Decade of data privacy: What CCPA and GDPR mean for your business

As you fired up your computer after the holidays, you probably discovered your in-box was filled with e-mails about updated privacy policies. You may remember receiving a similar wave of e-mails in May 2018. While it might seem that companies made a collective New Year's resolution to update their privacy policies, all of those e-mails can be connected to two important data privacy regulations that will shape the global economy over the next decade.

In 2018, the culprit behind the wave of updated privacy policy e-mails was the European Union's (EU) General Data Protection Regulation (GDPR). In 2020, it's the California Consumer Privacy Act (CCPA), which creates new rights for consumers and new penalties for businesses that fail to comply with its provisions. Despite the appearance of limited geographic scope, both the GDPR and the CCPA have far-reaching influence that may bring your business within their grasp. As we embark on a new decade, employers should be sure to make data privacy compliance a top priority.

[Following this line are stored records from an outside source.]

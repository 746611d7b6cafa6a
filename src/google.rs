use chrono::{DateTime, Duration, Utc};
use jsonwebtoken::{Algorithm, EncodingKey, Header};
use reqwest::blocking::Client;
use reqwest::Url;
use serde::{Deserialize, Serialize};
use serde_json::{json, Value};
use std::sync::Mutex;
use tracing::{debug, warn};

pub const SHEETS_SCOPE: &str = "https://www.googleapis.com/auth/spreadsheets.readonly";
pub const DRIVE_SCOPE: &str = "https://www.googleapis.com/auth/drive.readonly";
const DEFAULT_TOKEN_URI: &str = "https://oauth2.googleapis.com/token";
const SHEETS_BASE: &str = "https://sheets.googleapis.com/v4/spreadsheets";
const DRIVE_BASE: &str = "https://www.googleapis.com/drive/v3/files";
const GEMINI_BASE: &str = "https://generativelanguage.googleapis.com/v1beta/models";
const JWT_BEARER_GRANT: &str = "urn:ietf:params:oauth:grant-type:jwt-bearer";

#[derive(Debug, thiserror::Error)]
pub enum GoogleError {
    #[error("google credentials are not configured")]
    MissingCredentials,
    #[error("gemini api key is not configured")]
    MissingApiKey,
    #[error("http request failed: {0}")]
    Http(#[from] reqwest::Error),
    #[error("{api} returned {status}: {body}")]
    Status {
        api: &'static str,
        status: u16,
        body: String,
    },
    #[error("failed to sign token assertion: {0}")]
    Jwt(#[from] jsonwebtoken::errors::Error),
    #[error("unexpected response: {0}")]
    Decode(String),
    #[error("invalid request url: {0}")]
    InvalidUrl(String),
}

pub trait SheetSource: Send + Sync {
    fn fetch_rows(&self, file_id: &str) -> Result<Vec<Vec<Value>>, GoogleError>;
}

pub trait AccessChecker: Send + Sync {
    /// Fails closed: any error means no access.
    fn can_access(&self, file_id: &str, folder_id: Option<&str>) -> bool;
}

pub trait TextGenerator: Send + Sync {
    fn generate(&self, prompt: &str) -> Result<String, GoogleError>;
}

#[derive(Debug, Clone, Deserialize)]
pub struct ServiceAccountKey {
    pub client_email: String,
    pub private_key: String,
    #[serde(default)]
    pub token_uri: Option<String>,
}

#[derive(Debug, Clone)]
pub enum Credentials {
    ServiceAccount(ServiceAccountKey),
    AccessToken(String),
}

#[derive(Serialize)]
struct AssertionClaims<'a> {
    iss: &'a str,
    scope: &'a str,
    aud: &'a str,
    iat: i64,
    exp: i64,
}

#[derive(Deserialize)]
struct TokenResponse {
    access_token: String,
    #[serde(default)]
    expires_in: Option<i64>,
}

struct CachedToken {
    scope: String,
    token: String,
    expires_at: DateTime<Utc>,
}

/// Appends each segment percent-encoded, so ids cannot add path parts or a query.
pub fn api_url(base: &str, segments: &[&str]) -> Result<Url, GoogleError> {
    let mut url = Url::parse(base).map_err(|e| GoogleError::InvalidUrl(e.to_string()))?;
    url.path_segments_mut()
        .map_err(|_| GoogleError::InvalidUrl(format!("{base} cannot take path segments")))?
        .extend(segments);
    Ok(url)
}

fn check_status(
    api: &'static str,
    resp: reqwest::blocking::Response,
) -> Result<reqwest::blocking::Response, GoogleError> {
    let status = resp.status();
    if status.is_success() {
        return Ok(resp);
    }
    let body = resp.text().unwrap_or_default();
    Err(GoogleError::Status {
        api,
        status: status.as_u16(),
        body,
    })
}

/// Sheets and Drive access on behalf of one set of credentials.
pub struct GoogleClient {
    http: Client,
    credentials: Option<Credentials>,
    sheet_range: String,
    tokens: Mutex<Vec<CachedToken>>,
}

impl GoogleClient {
    pub fn new(http: Client, credentials: Option<Credentials>, sheet_range: &str) -> Self {
        GoogleClient {
            http,
            credentials,
            sheet_range: sheet_range.to_string(),
            tokens: Mutex::new(Vec::new()),
        }
    }

    pub fn service_account_email(&self) -> Option<&str> {
        match self.credentials.as_ref()? {
            Credentials::ServiceAccount(key) => Some(key.client_email.as_str()),
            Credentials::AccessToken(_) => None,
        }
    }

    fn access_token(&self, scope: &str) -> Result<String, GoogleError> {
        let key = match self.credentials.as_ref() {
            None => return Err(GoogleError::MissingCredentials),
            Some(Credentials::AccessToken(t)) => return Ok(t.clone()),
            Some(Credentials::ServiceAccount(key)) => key,
        };

        let now = Utc::now();
        {
            let cache = self.tokens.lock().unwrap_or_else(|e| e.into_inner());
            if let Some(hit) = cache.iter().find(|t| t.scope == scope && t.expires_at > now) {
                return Ok(hit.token.clone());
            }
        }

        let token_uri = key.token_uri.as_deref().unwrap_or(DEFAULT_TOKEN_URI);
        let claims = AssertionClaims {
            iss: &key.client_email,
            scope,
            aud: token_uri,
            iat: now.timestamp(),
            exp: (now + Duration::hours(1)).timestamp(),
        };
        let signing_key = EncodingKey::from_rsa_pem(key.private_key.as_bytes())?;
        let assertion = jsonwebtoken::encode(&Header::new(Algorithm::RS256), &claims, &signing_key)?;

        debug!(scope, "requesting service account token");
        let resp = self
            .http
            .post(token_uri)
            .form(&[("grant_type", JWT_BEARER_GRANT), ("assertion", assertion.as_str())])
            .send()?;
        let parsed: TokenResponse = check_status("oauth2", resp)?.json()?;

        // Refresh a minute early.
        let lifetime = parsed.expires_in.unwrap_or(3600).max(120) - 60;
        let mut cache = self.tokens.lock().unwrap_or_else(|e| e.into_inner());
        cache.retain(|t| t.scope != scope);
        cache.push(CachedToken {
            scope: scope.to_string(),
            token: parsed.access_token.clone(),
            expires_at: now + Duration::seconds(lifetime),
        });
        Ok(parsed.access_token)
    }

    fn file_parents(&self, file_id: &str) -> Result<Vec<String>, GoogleError> {
        let token = self.access_token(DRIVE_SCOPE)?;
        let resp = self
            .http
            .get(api_url(DRIVE_BASE, &[file_id])?)
            .bearer_auth(token)
            .query(&[("fields", "parents"), ("supportsAllDrives", "true")])
            .send()?;
        let body: Value = check_status("drive", resp)?.json()?;
        Ok(body
            .get("parents")
            .and_then(|v| v.as_array())
            .map(|a| {
                a.iter()
                    .filter_map(|p| p.as_str().map(|s| s.to_string()))
                    .collect()
            })
            .unwrap_or_default())
    }

    pub fn probe_sheets(&self) -> Result<(), GoogleError> {
        self.access_token(SHEETS_SCOPE).map(|_| ())
    }

    pub fn probe_drive(&self) -> Result<(), GoogleError> {
        let token = self.access_token(DRIVE_SCOPE)?;
        let resp = self
            .http
            .get(DRIVE_BASE)
            .bearer_auth(token)
            .query(&[("pageSize", "1")])
            .send()?;
        check_status("drive", resp)?;
        Ok(())
    }
}

impl SheetSource for GoogleClient {
    fn fetch_rows(&self, file_id: &str) -> Result<Vec<Vec<Value>>, GoogleError> {
        let token = self.access_token(SHEETS_SCOPE)?;
        let resp = self
            .http
            .get(api_url(SHEETS_BASE, &[file_id, "values", &self.sheet_range])?)
            .bearer_auth(token)
            .send()?;
        let body: Value = check_status("sheets", resp)?.json()?;
        values_grid(&body)
    }
}

impl AccessChecker for GoogleClient {
    fn can_access(&self, file_id: &str, folder_id: Option<&str>) -> bool {
        match self.file_parents(file_id) {
            Ok(parents) => match folder_id {
                Some(folder) => parents.iter().any(|p| p == folder),
                None => true,
            },
            Err(e) => {
                warn!(file_id, error = %e, "file access check failed");
                false
            }
        }
    }
}

/// Extracts the `values` grid of a Sheets response. A sheet with no data
/// has no `values` key at all.
pub fn values_grid(body: &Value) -> Result<Vec<Vec<Value>>, GoogleError> {
    let Some(values) = body.get("values") else {
        return Ok(Vec::new());
    };
    let Some(rows) = values.as_array() else {
        return Err(GoogleError::Decode("values is not an array".to_string()));
    };
    rows.iter()
        .map(|row| match row {
            Value::Array(cells) => Ok(cells.clone()),
            _ => Err(GoogleError::Decode("row is not an array".to_string())),
        })
        .collect()
}

pub struct GeminiClient {
    http: Client,
    api_key: String,
    model: String,
}

impl GeminiClient {
    pub fn new(http: Client, api_key: &str, model: &str) -> Self {
        GeminiClient {
            http,
            api_key: api_key.to_string(),
            model: model.trim_start_matches("models/").to_string(),
        }
    }
}

impl TextGenerator for GeminiClient {
    fn generate(&self, prompt: &str) -> Result<String, GoogleError> {
        if self.api_key.trim().is_empty() {
            return Err(GoogleError::MissingApiKey);
        }
        let resp = self
            .http
            .post(api_url(GEMINI_BASE, &[&format!("{}:generateContent", self.model)])?)
            .query(&[("key", self.api_key.as_str())])
            .json(&json!({
                "contents": [{ "parts": [{ "text": prompt }] }]
            }))
            .send()?;
        let body: Value = check_status("gemini", resp)?.json()?;
        candidate_text(&body)
    }
}

/// Concatenates the text parts of the first candidate.
pub fn candidate_text(body: &Value) -> Result<String, GoogleError> {
    let parts = body
        .get("candidates")
        .and_then(|c| c.get(0))
        .and_then(|c| c.get("content"))
        .and_then(|c| c.get("parts"))
        .and_then(|p| p.as_array())
        .ok_or_else(|| GoogleError::Decode("response has no candidate content".to_string()))?;
    let text: String = parts
        .iter()
        .filter_map(|p| p.get("text").and_then(|t| t.as_str()))
        .collect();
    if text.is_empty() {
        return Err(GoogleError::Decode("candidate has no text".to_string()));
    }
    Ok(text)
}

#[cfg(test)]
mod tests {
    use super::*;

    #[test]
    fn values_grid_handles_missing_and_ragged_rows() {
        assert!(values_grid(&json!({ "range": "A1:Z" })).expect("empty").is_empty());
        let grid = values_grid(&json!({ "values": [["Year 3"], ["Anaru Ngata", "M"]] }))
            .expect("grid");
        assert_eq!(grid.len(), 2);
        assert_eq!(grid[1].len(), 2);
        assert!(values_grid(&json!({ "values": ["flat"] })).is_err());
    }

    #[test]
    fn api_url_escapes_ids_and_ranges() {
        let url = api_url(SHEETS_BASE, &["a/b?c#d", "values", "Sheet 1!A1:Z"]).expect("url");
        assert_eq!(url.path(), "/v4/spreadsheets/a%2Fb%3Fc%23d/values/Sheet%201!A1:Z");
        assert!(url.query().is_none());
        assert!(url.fragment().is_none());

        let gemini = api_url(GEMINI_BASE, &["gemini-2.0-flash:generateContent"]).expect("url");
        assert_eq!(
            gemini.as_str(),
            "https://generativelanguage.googleapis.com/v1beta/models/gemini-2.0-flash:generateContent"
        );
    }

    #[test]
    fn candidate_text_joins_parts() {
        let body = json!({
            "candidates": [{ "content": { "parts": [{ "text": "{\"rows\"" }, { "text": ": []}" }] } }]
        });
        assert_eq!(candidate_text(&body).expect("text"), "{\"rows\": []}");
        assert!(candidate_text(&json!({ "candidates": [] })).is_err());
    }

    #[test]
    fn missing_credentials_fail_closed() {
        let client = GoogleClient::new(Client::new(), None, "A1:Z");
        assert!(!client.can_access("file", None));
        assert!(matches!(
            client.fetch_rows("file"),
            Err(GoogleError::MissingCredentials)
        ));
        assert!(client.service_account_email().is_none());
    }

    #[test]
    fn gemini_without_key_is_an_error() {
        let gemini = GeminiClient::new(Client::new(), " ", "models/gemini-2.0-flash");
        assert_eq!(gemini.model, "gemini-2.0-flash");
        assert!(matches!(gemini.generate("Test"), Err(GoogleError::MissingApiKey)));
    }
}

GDPR: precursor to the CCPA

The GDPR took effect in May 2018, prompting many businesses to update their privacy policies. That led to a wave of e-mails notifying customers of the policy changes and asking customers to consent to continued marketing communications.

The GDPR regulates the processing of personal data by creating new data privacy rights for all EU residents and a severe penalty framework for violations. Any organization that collects or processes personal data (e.g., names, e-mail addresses, physical addresses, phone numbers) from EU residents must comply with the GDPR.